Understanding stoichiometry is crucial in solving chemistry problems, especially when we are dealing with chemical reactions and want to know how much of a reactant is needed or how much of a product is formed. In the context of the hydrogen peroxide decomposition exercise, stoichiometry allows us to calculate the exact amount of oxygen gas produced from a given amount of hydrogen peroxide.

Let's recall the balanced chemical equation for this reaction:
2 H₂O₂(aq) → 2 H₂O(l) + O₂(g)

Here, the coefficients indicate the proportion by which the substances react and are produced. The equation shows that two molecules of hydrogen peroxide yields one molecule of oxygen gas. Therefore, we use this stoichiometric relationship to calculate the moles of oxygen generated from the moles of hydrogen peroxide. This step is vital as it sets the foundation for working out the volume of gas produced which is explained further when we apply the ideal gas law.

Ideal Gas Law

The ideal gas law is a fundamental equation in chemistry that relates the pressure (P), volume (V), number of moles (n), and temperature (T) of a gas with the universal gas constant (R).
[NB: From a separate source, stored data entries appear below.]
//! ═══════════════════════════════════════════════════════════════════════════
//! 🤖 GRID TRADING BOT — the orchestrator
//!
//! Owns one exchange client, one `GridSignalGenerator`, one `OrderTracker`,
//! one `ProfitTracker`, one `SessionEventQueue`, and one `WebSocketSupervisor`
//! per session. Every signal the generator emits is dispatched here into an
//! exchange call; every fill that comes back in is fed back into the
//! generator. Nothing outside this module touches the exchange directly.
//! ═══════════════════════════════════════════════════════════════════════════

use crate::error::GridError;
use crate::exchange::{ExchangeCallError, ExchangeClient, OrderSideApi};
use crate::grid::{Direction, FillEvent, GridConfig, GridSignalGenerator, SignalType, TradingSignal};
use crate::market::{GridConfigBounds, MarketValidator};
use crate::order_tracker::OrderTracker;
use crate::persistence::{GridSummary, SummarySink};
use crate::profit_tracker::ProfitTracker;
use crate::session_queue::{EventHandler, SessionEvent, SessionEventQueue};
use crate::types::{OrderType, PriceKey, Side};
use crate::ws_supervisor::WebSocketSupervisor;
use anyhow::{bail, Context, Result};
use async_trait::async_trait;
use chrono::{DateTime, Utc};
use log::{debug, error, info, warn};
use rust_decimal::Decimal;
use rust_decimal_macros::dec;
use serde::Serialize;
use std::collections::{HashMap, HashSet};
use std::sync::atomic::{AtomicBool, Ordering};
use std::sync::Arc;
use std::time::{Duration, Instant};
use tokio::sync::Mutex;

const PENDING_ORDER_TTL: Duration = Duration::from_secs(5);
const FUZZY_PRICE_EPSILON: Decimal = dec!(0.00000001);
const STOP_STEP_TIMEOUT: Duration = Duration::from_secs(2);
const MAX_RESTORATIONS_PER_HOUR: u32 = 10;

#[derive(Debug, Clone, PartialEq, Eq)]
enum GridOrderSlot {
    Pending,
    Active(String),
}

struct OrdersState {
    active_orders: HashSet<String>,
    grid_orders: HashMap<PriceKey, GridOrderSlot>,
    pending: HashMap<PriceKey, Instant>,
}

impl OrdersState {
    fn new() -> Self {
        Self { active_orders: HashSet::new(), grid_orders: HashMap::new(), pending: HashMap::new() }
    }

    /// §4.7's three-part duplicate check: a fresh pending registration, an
    /// active order at the exact key, or a fuzzy match within 1e-8 on price.
    fn is_duplicate(&self, key: &PriceKey, price: Decimal) -> bool {
        if let Some(registered_at) = self.pending.get(key) {
            if registered_at.elapsed() < PENDING_ORDER_TTL {
                return true;
            }
        }

        if let Some(GridOrderSlot::Active(order_id)) = self.grid_orders.get(key) {
            if self.active_orders.contains(order_id) {
                return true;
            }
        }

        self.grid_orders.iter().any(|(existing_key, slot)| {
            existing_key.side() == key.side()
                && matches!(slot, GridOrderSlot::Active(id) if self.active_orders.contains(id))
                && (existing_key.price() - price).abs() <= FUZZY_PRICE_EPSILON
        })
    }
}

#[derive(Debug, Clone, Serialize, Default)]
pub struct BotStats {
    pub orders_created: u64,
    pub orders_filled: u64,
    pub orders_cancelled: u64,
    pub orders_rejected: u64,
    pub restorations: u32,
}

/// Cancellation reasons eligible for automatic re-placement at the same price.
fn is_user_cancelled(reason: &str) -> bool {
    matches!(reason, "USER_CANCELLED" | "ADMIN_CANCELLED" | "MANUAL_CANCEL")
}

fn to_api_side(side: Side) -> OrderSideApi {
    match side {
        Side::Buy => OrderSideApi::Buy,
        Side::Sell => OrderSideApi::Sell,
    }
}

/// One per grid-trading session. `orders_lock` (the `Mutex<OrdersState>`)
/// must never be held across an exchange call: snapshot/mutate, release,
/// call the network, then reacquire to commit the result.
pub struct GridTradingBot {
    session_id: String,
    symbol: String,
    market: Arc<MarketValidator>,
    client: Arc<dyn ExchangeClient>,
    sink: Arc<dyn SummarySink>,
    generator: Mutex<GridSignalGenerator>,
    tracker: Mutex<OrderTracker>,
    profit: Mutex<ProfitTracker>,
    orders: Mutex<OrdersState>,
    queue: Arc<SessionEventQueue>,
    ws: Arc<WebSocketSupervisor>,
    running: AtomicBool,
    start_time: DateTime<Utc>,
    stats: Mutex<BotStats>,
    restorations_this_hour: Mutex<(u32, Instant)>,
}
Expressed as PV = nRT, it's a powerful tool to predict the behavior of gases under various conditions. For our exercise, it allows us to determine the volume of oxygen produced at specific temperature and pressure conditions once we've found the moles of oxygen.

To apply the ideal gas law, we considered the temperature in Kelvin, which we can calculate by adding 273.15 to the Celsius temperature. Using the given conditions (25°C and 1.00 atm), we calculated the volume of the oxygen gas produced. Additionally, careful attention must be paid to the units used when applying the equation to ensure they are consistent with the gas constant's units (L·atm/mol·K).

By reiterating the calculation of the volume of the gas produced, we reinforce the importance of understanding the ideal gas law, not just in this problem but in explaining the behavior of gases in general.

Mole Concept

The mole concept is a foundational principle in chemistry that provides a bridge between the atomic or molecular scale and the macroscopic world. One mole is equivalent to Avogadro's number of particles (atoms, molecules, ions, or electrons), which is approximately 6.022 x 10²³ particles. In the hydrogen peroxide decomposition example, we use the mole concept to convert the mass of hydrogen peroxide to moles by using its molar mass.

The molar mass of hydrogen peroxide (H₂O₂) is the sum of the masses of its constituent atoms: 2(Hydrogen) + 2(Oxygen) = 2(1.01 g/mol) + 2(16.00 g/mol) = 34.02 g/mol.

By dividing the mass of hydrogen peroxide by its molar mass, we obtain the moles, which are necessary for stoichiometric calculations and subsequently applying the ideal gas law to find the desired volume of oxygen gas. The mole concept is at the heart of chemical calculations and understanding it is essential for anyone studying chemistry.